Segment Start: Data for review

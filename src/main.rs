use anyhow::{Context, Result};
use callscribe::{
    checkpoint::CheckpointStore,
    config::RunConfig,
    pipeline::{CommandBackend, FileFetcher, JsonlReportSink, ManifestSource},
    scheduler::Scheduler,
};
use clap::{Parser, ValueEnum};
use std::path::PathBuf;
use std::sync::Arc;
use tokio::signal;
use tracing::{error, info};

#[derive(Parser)]
#[command(name = "callscribe")]
#[command(about = "Batch call-recording transcription across pooled rate-limited credentials")]
#[command(version = env!("CARGO_PKG_VERSION"))]
pub struct Args {
    /// Run configuration file (JSON)
    #[arg(long, default_value = "callscribe.json")]
    pub config: PathBuf,

    /// JSONL manifest of recording descriptors to process
    #[arg(long)]
    pub manifest: PathBuf,

    /// Directory the manifest's fetch references resolve against
    #[arg(long, default_value = ".")]
    pub audio_root: PathBuf,

    /// Checkpoint store directory
    #[arg(long, default_value = "callscribe-checkpoints")]
    pub checkpoint: PathBuf,

    /// Transcript output file (JSON lines)
    #[arg(long, default_value = "transcripts.jsonl")]
    pub transcripts: PathBuf,

    /// Transcription command; receives audio on stdin and prints the
    /// transcript to stdout
    #[arg(long)]
    pub transcribe_cmd: String,

    /// Environment variable the credential secret is passed through
    #[arg(long, default_value = "CALLSCRIBE_API_KEY")]
    pub secret_env: String,

    /// Write the run summary JSON to this path
    #[arg(long)]
    pub summary: Option<PathBuf>,

    /// Log level
    #[arg(long, value_enum, default_value = "info")]
    pub log_level: LogLevel,
}

#[derive(Copy, Clone, PartialEq, Eq, PartialOrd, Ord, ValueEnum, Debug)]
pub enum LogLevel {
    Trace,
    Debug,
    Info,
    Warn,
    Error,
}

impl From<LogLevel> for tracing::Level {
    fn from(level: LogLevel) -> Self {
        match level {
            LogLevel::Trace => tracing::Level::TRACE,
            LogLevel::Debug => tracing::Level::DEBUG,
            LogLevel::Info => tracing::Level::INFO,
            LogLevel::Warn => tracing::Level::WARN,
            LogLevel::Error => tracing::Level::ERROR,
        }
    }
}

/// Wait for TERM signal (Unix only)
#[cfg(unix)]
async fn wait_for_term_signal() {
    use tokio::signal::unix::{signal, SignalKind};
    if let Ok(mut stream) = signal(SignalKind::terminate()) {
        stream.recv().await;
    }
}

#[cfg(not(unix))]
async fn wait_for_term_signal() {
    // On non-Unix systems, just wait indefinitely
    futures::future::pending::<()>().await;
}

#[tokio::main]
async fn main() -> Result<()> {
    let args = Args::parse();

    // Initialize logging
    let log_level: tracing::Level = args.log_level.into();
    tracing_subscriber::fmt()
        .with_max_level(log_level)
        .with_target(false)
        .init();

    info!("Starting Callscribe v{}", env!("CARGO_PKG_VERSION"));
    info!("Configuration:");
    info!("  Config file: {}", args.config.display());
    info!("  Manifest: {}", args.manifest.display());
    info!("  Audio root: {}", args.audio_root.display());
    info!("  Checkpoints: {}", args.checkpoint.display());
    info!("  Transcripts: {}", args.transcripts.display());
    info!("  Transcribe command: {}", args.transcribe_cmd);

    let mut config = RunConfig::load(&args.config).context("failed to load run configuration")?;
    config
        .resolve_secrets()
        .context("failed to resolve credential secrets")?;
    info!(
        "  Credentials: {} (safety factor {:.2})",
        config.credentials.len(),
        config.safety_factor
    );

    let checkpoint =
        CheckpointStore::new(&args.checkpoint).context("failed to open checkpoint store")?;
    let fetcher = Arc::new(FileFetcher::new(&args.audio_root));
    let backend = Arc::new(
        CommandBackend::new(&args.transcribe_cmd, args.secret_env.as_str())
            .context("invalid transcribe command")?,
    );
    let sink = Arc::new(
        JsonlReportSink::create(&args.transcripts)
            .await
            .context("failed to open transcript file")?,
    );

    let scheduler = Scheduler::new(config, checkpoint, fetcher, backend, sink)
        .context("failed to create scheduler")?;

    let mut source = ManifestSource::open(&args.manifest)
        .await
        .context("failed to open manifest")?;
    scheduler
        .submit(&mut source)
        .await
        .context("failed to submit jobs")?;

    // Graceful shutdown on Ctrl+C or SIGTERM: stop dispatch, let
    // completed-stage writes finish
    let handle = scheduler.shutdown_handle();
    tokio::spawn(async move {
        tokio::select! {
            _ = signal::ctrl_c() => info!("Received Ctrl+C signal"),
            _ = wait_for_term_signal() => info!("Received TERM signal"),
        }
        handle.shutdown();
    });

    let summary = scheduler.run().await.context("run failed")?;

    info!("Run summary: {}", summary);
    for usage in &summary.credential_usage {
        info!(
            "  {}: {} request(s), {:.0}s audio{}",
            usage.id,
            usage.requests,
            usage.audio_seconds,
            if usage.excluded { " (excluded)" } else { "" }
        );
    }
    for (kind, count) in &summary.failures_by_kind {
        info!("  failures[{}] = {}", kind, count);
    }

    if let Some(path) = &args.summary {
        let json = serde_json::to_string_pretty(&summary).context("failed to encode summary")?;
        std::fs::write(path, json)
            .with_context(|| format!("failed to write summary to {}", path.display()))?;
        info!("Summary written to {}", path.display());
    }

    if summary.failed > 0 {
        error!("{} job(s) failed permanently", summary.failed);
    }

    Ok(())
}
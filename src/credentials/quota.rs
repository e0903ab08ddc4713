use std::time::Duration;
use tokio::time::Instant;

/// Fixed-window usage counter for one quota dimension
///
/// The window resets to zero once its length has elapsed since
/// `window_start`. This is an approximation of the provider's true
/// sliding-window limiting; the safety-margined ceiling (a configured
/// fraction of the nominal limit) absorbs boundary bursts.
#[derive(Debug, Clone)]
pub struct QuotaWindow {
    used: f64,
    ceiling: f64,
    length: Duration,
    window_start: Instant,
}

impl QuotaWindow {
    /// Create an empty window starting at `now`
    pub fn new(length: Duration, ceiling: f64, now: Instant) -> Self {
        Self {
            used: 0.0,
            ceiling,
            length,
            window_start: now,
        }
    }

    /// Reset counters when the window has elapsed
    fn roll(&mut self, now: Instant) {
        if now.duration_since(self.window_start) >= self.length {
            self.used = 0.0;
            self.window_start = now;
        }
    }

    /// Whether `amount` more usage fits strictly under the ceiling
    pub fn admits(&mut self, amount: f64, now: Instant) -> bool {
        self.roll(now);
        self.used + amount < self.ceiling
    }

    /// Remaining capacity in the current window
    pub fn headroom(&mut self, now: Instant) -> f64 {
        self.roll(now);
        (self.ceiling - self.used).max(0.0)
    }

    /// Record usage; rolls the window first so a commit after rollover
    /// lands in the fresh window
    pub fn commit(&mut self, amount: f64, now: Instant) {
        self.roll(now);
        self.used += amount;
    }

    /// Usage recorded in the current window
    pub fn used(&self) -> f64 {
        self.used
    }

    /// Configured ceiling
    pub fn ceiling(&self) -> f64 {
        self.ceiling
    }

    /// Time until the current window rolls over
    pub fn until_reset(&self, now: Instant) -> Duration {
        self.length
            .saturating_sub(now.duration_since(self.window_start))
    }
}

#[cfg(test)]
mod tests {
    use super::*;

    const MINUTE: Duration = Duration::from_secs(60);

    #[test]
    fn test_admits_strictly_under_ceiling() {
        let now = Instant::now();
        let mut window = QuotaWindow::new(MINUTE, 4.5, now);

        assert!(window.admits(1.0, now));
        window.commit(1.0, now);
        window.commit(1.0, now);
        window.commit(1.0, now);
        assert!(window.admits(1.0, now));
        window.commit(1.0, now);

        // 4.0 used, 4.0 + 1.0 >= 4.5
        assert!(!window.admits(1.0, now));
    }

    #[test]
    fn test_headroom_never_negative() {
        let now = Instant::now();
        let mut window = QuotaWindow::new(MINUTE, 10.0, now);
        window.commit(15.0, now);
        assert_eq!(window.headroom(now), 0.0);
    }

    #[test]
    fn test_window_rolls_after_length() {
        let now = Instant::now();
        let mut window = QuotaWindow::new(MINUTE, 5.0, now);
        window.commit(4.0, now);
        assert!(!window.admits(2.0, now));

        let later = now + Duration::from_secs(61);
        assert!(window.admits(2.0, later));
        assert_eq!(window.used(), 0.0);
    }

    #[test]
    fn test_commit_after_rollover_lands_in_fresh_window() {
        let now = Instant::now();
        let mut window = QuotaWindow::new(MINUTE, 5.0, now);
        window.commit(4.0, now);

        let later = now + Duration::from_secs(90);
        window.commit(1.0, later);
        assert_eq!(window.used(), 1.0);
    }

    #[test]
    fn test_until_reset_counts_down() {
        let now = Instant::now();
        let window = QuotaWindow::new(MINUTE, 5.0, now);
        let mid = now + Duration::from_secs(20);
        assert_eq!(window.until_reset(mid), Duration::from_secs(40));
    }
}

Segment End: Data for review

What to produce
Find "Trace" in the data above. Report each line where it appears.

Solution
    Trace,
            LogLevel::Trace => tracing::Level::TRACE,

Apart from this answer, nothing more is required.